The drop-off was a breeze. But when school let out, I stood outside, baby in tow, waiting for my daughter, Mia, to emerge. She looked so small as she came through the double doors, her eyes, framed by dark circles, squinting against the sunlight while she scanned the crowd of parents, completely oblivious to my waves and shouts of her name. When she finally spotted the school bus, her frown turned into a look of relief.
“Mia!” I called again.
The moment our eyes locked, she erupted into tears. That’s when I noticed the card she was clutching tightly in her hand. It showcased a cartoon bus with the name “Mia R. #609” scribbled in black marker.
I had no idea who Mia R. was or if she’d even gotten on the right bus. All I knew was that my Mia was sobbing on the front steps, shouting, “I don’t want to go with you! I’m taking the bus!”
I forced a smile at the other parents, trying to convey, “Kids can be so dramatic, right?!” Meanwhile, all the other kids were running toward their moms with open arms and bright smiles. I was left standing there, alone.
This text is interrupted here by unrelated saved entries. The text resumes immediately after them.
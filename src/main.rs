use std::sync::Arc;

use birthday_recommender::{
    api::{create_router, AppState},
    config::Config,
    services::providers::GeminiClient,
};
use tracing_subscriber::{layer::SubscriberExt, util::SubscriberInitExt, EnvFilter};

fn init_tracing() {
    tracing_subscriber::registry()
        .with(
            EnvFilter::try_from_default_env()
                .unwrap_or_else(|_| EnvFilter::new("birthday_recommender=info,tower_http=info")),
        )
        .with(tracing_subscriber::fmt::layer().with_target(false))
        .init();
}

#[tokio::main]
async fn main() -> anyhow::Result<()> {
    // Loads .env before RUST_LOG is read
    let config = Config::from_env()?;
    init_tracing();

    let client = GeminiClient::from_config(&config);
    if client.has_credentials() {
        tracing::info!(model = %client.model(), "Gemini API key found");
    } else {
        tracing::warn!("No Gemini API key found - using fallback responses");
    }

    // Initialize application state
    let state = AppState::new(Arc::new(client), config.model_timeout(), &config.service_name);

    // Create the router with all routes
    let app = create_router(state);

    // Start the server
    let listener = tokio::net::TcpListener::bind(config.bind_address()).await?;
    tracing::info!(address = %config.bind_address(), "Server listening");
    axum::serve(listener, app).await?;

    Ok(())
}
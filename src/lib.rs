pub mod api;
pub mod config;
pub mod error;
pub mod middleware;
pub mod models;
pub mod services;
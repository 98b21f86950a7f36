use serde::{Deserialize, Serialize};

/// Why a product was suggested
#[derive(Debug, Clone, Copy, Serialize, Deserialize, PartialEq, Eq)]
#[serde(rename_all = "lowercase")]
pub enum RecommendationCategory {
    Birthday,
    Seasonal,
    Hobby,
    Preference,
}

#[derive(Debug, Clone, Serialize, Deserialize, PartialEq)]
pub struct RecommendationItem {
    pub product_name: String,
    pub reason: String,
    pub category: RecommendationCategory,
}

/// The JSON shape the model is asked to answer with
#[derive(Debug, Clone, Serialize, Deserialize, PartialEq)]
pub struct StructuredRecommendations {
    #[serde(default)]
    pub recommendations: Vec<RecommendationItem>,
    #[serde(default)]
    pub birthday_message: Option<String>,
    #[serde(default)]
    pub seasonal_note: Option<String>,
}

/// Outcome of a recommendation request
///
/// On the generated path `recommendations` holds the model's raw text, which
/// is untrusted and only *should* be JSON. `structured` is attached when that
/// text happened to parse. On the fallback path `error` explains the model
/// failure and `fallback_recommendations` carries the rule-based picks.
#[derive(Debug, Clone, Serialize, Deserialize, PartialEq)]
pub struct RecommendationResult {
    pub success: bool,
    #[serde(default, skip_serializing_if = "Option::is_none")]
    pub recommendations: Option<String>,
    #[serde(default, skip_serializing_if = "Option::is_none")]
    pub structured: Option<StructuredRecommendations>,
    #[serde(default, skip_serializing_if = "Option::is_none")]
    pub error: Option<String>,
    #[serde(default, skip_serializing_if = "Option::is_none")]
    pub fallback_recommendations: Option<Vec<RecommendationItem>>,
    pub days_until_birthday: i64,
}

impl RecommendationResult {
    pub fn generated(
        raw: String,
        days_until_birthday: i64,
        structured: Option<StructuredRecommendations>,
    ) -> Self {
        Self {
            success: true,
            recommendations: Some(raw),
            structured,
            error: None,
            fallback_recommendations: None,
            days_until_birthday,
        }
    }

    pub fn fallback(
        error: String,
        items: Vec<RecommendationItem>,
        days_until_birthday: i64,
    ) -> Self {
        Self {
            success: false,
            recommendations: None,
            structured: None,
            error: Some(error),
            fallback_recommendations: Some(items),
            days_until_birthday,
        }
    }
}
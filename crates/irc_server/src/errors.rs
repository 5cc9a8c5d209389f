//! Session-fatal errors: I/O, timeouts, and codec failures that end one
//! connection but never the process. Generalizes the teacher's `IrcError`
//! (`errors.rs`), which conflated parsing errors with CAP pre-registration
//! errors under one two-variant enum.

use thiserror::Error;

#[derive(Debug, Error)]
pub enum SessionError {
    #[error("io error: {0}")]
    Io(#[from] std::io::Error),
    #[error("ping timeout")]
    Timeout,
    #[error("send queue overflow")]
    QueueOverflow,
    #[error("codec error: {0}")]
    Codec(String),
}

impl SessionError {
    /// The text sent as the broadcast QUIT reason when this error ends a session.
    pub fn quit_reason(&self) -> String {
        self.to_string()
    }
}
Taking a deep breath, I reminded myself not to take it personally. “I know it’s disappointing that you thought you were riding the bus. They mixed you up with another Mia. I’m taking you home.”
“No! NO! Nooo! I want to take the bus!” she cried.
“I know, sweetheart.” I reached out to comfort her, but she swatted my hand away.
It’s not about me.
That mantra had been echoing in my mind all summer, especially as my sweet, affectionate 3½-year-old began expressing her sass. I kept telling myself she was feeling jealous of her baby sister, and this was her way of showing it. She was overstimulated, tired, and upset about the bus. Surely, she was happy to see me.
“But I wanted Daddy to pick me up! I hate you!”
Ouch. My feelings were hurt, and I felt the urge to respond with, “I hate you too!” But I held my tongue. I didn’t want her to see that she had gotten under my skin.
By the time she calmed down enough to put on her helmet and strap into the bike trailer, we were the last ones left outside the school. As I pedaled home, she declared, “I don’t like you because you don’t do enough favors for me!”
Favors? Favors? You lived in my body for nine months!
I pushed 8½ pounds of you out my body after 30 grueling hours. I’ve lost countless hours of sleep for you. I gave up my career for you. I am your teacher, your chauffeur, your chef, your maid, your stylist, your housekeeper, your laundress, your secretary, and your assistant. I am your mother, and my love for you is immense.
What favors am I failing to deliver?
At the next stoplight, I turned to her and, in my most patient, cheerful voice, asked, “What kind of favors would you like me to do for you that you feel I’m not doing, darling?”
She peered up at me, her fuchsia helmet casting a shadow over her face. “Don’t talk to me!”
I love my child, of course. But let me tell you, being a mom is tough in ways I never anticipated. As Mia embarks on this journey of formal education, I’m reminded of something my sixth-grade science teacher once said: “There’s a fine line between love and hate.”
Back then, I didn’t understand what she meant. Now, I totally get it.
If you’re navigating the complexities of parenthood or considering options like home insemination, check out this blog post for some insightful tips. And for those interested in more information, Make a Mom is a great source when it comes to home insemination. Additionally, Resolve offers valuable resources for understanding intrauterine insemination.
In summary, parenting can be a delightful yet chaotic journey, filled with moments that challenge our patience and understanding. As we support our little ones through their first experiences, we also reflect on the unconditional love we have for them, despite the occasional outburst or meltdown.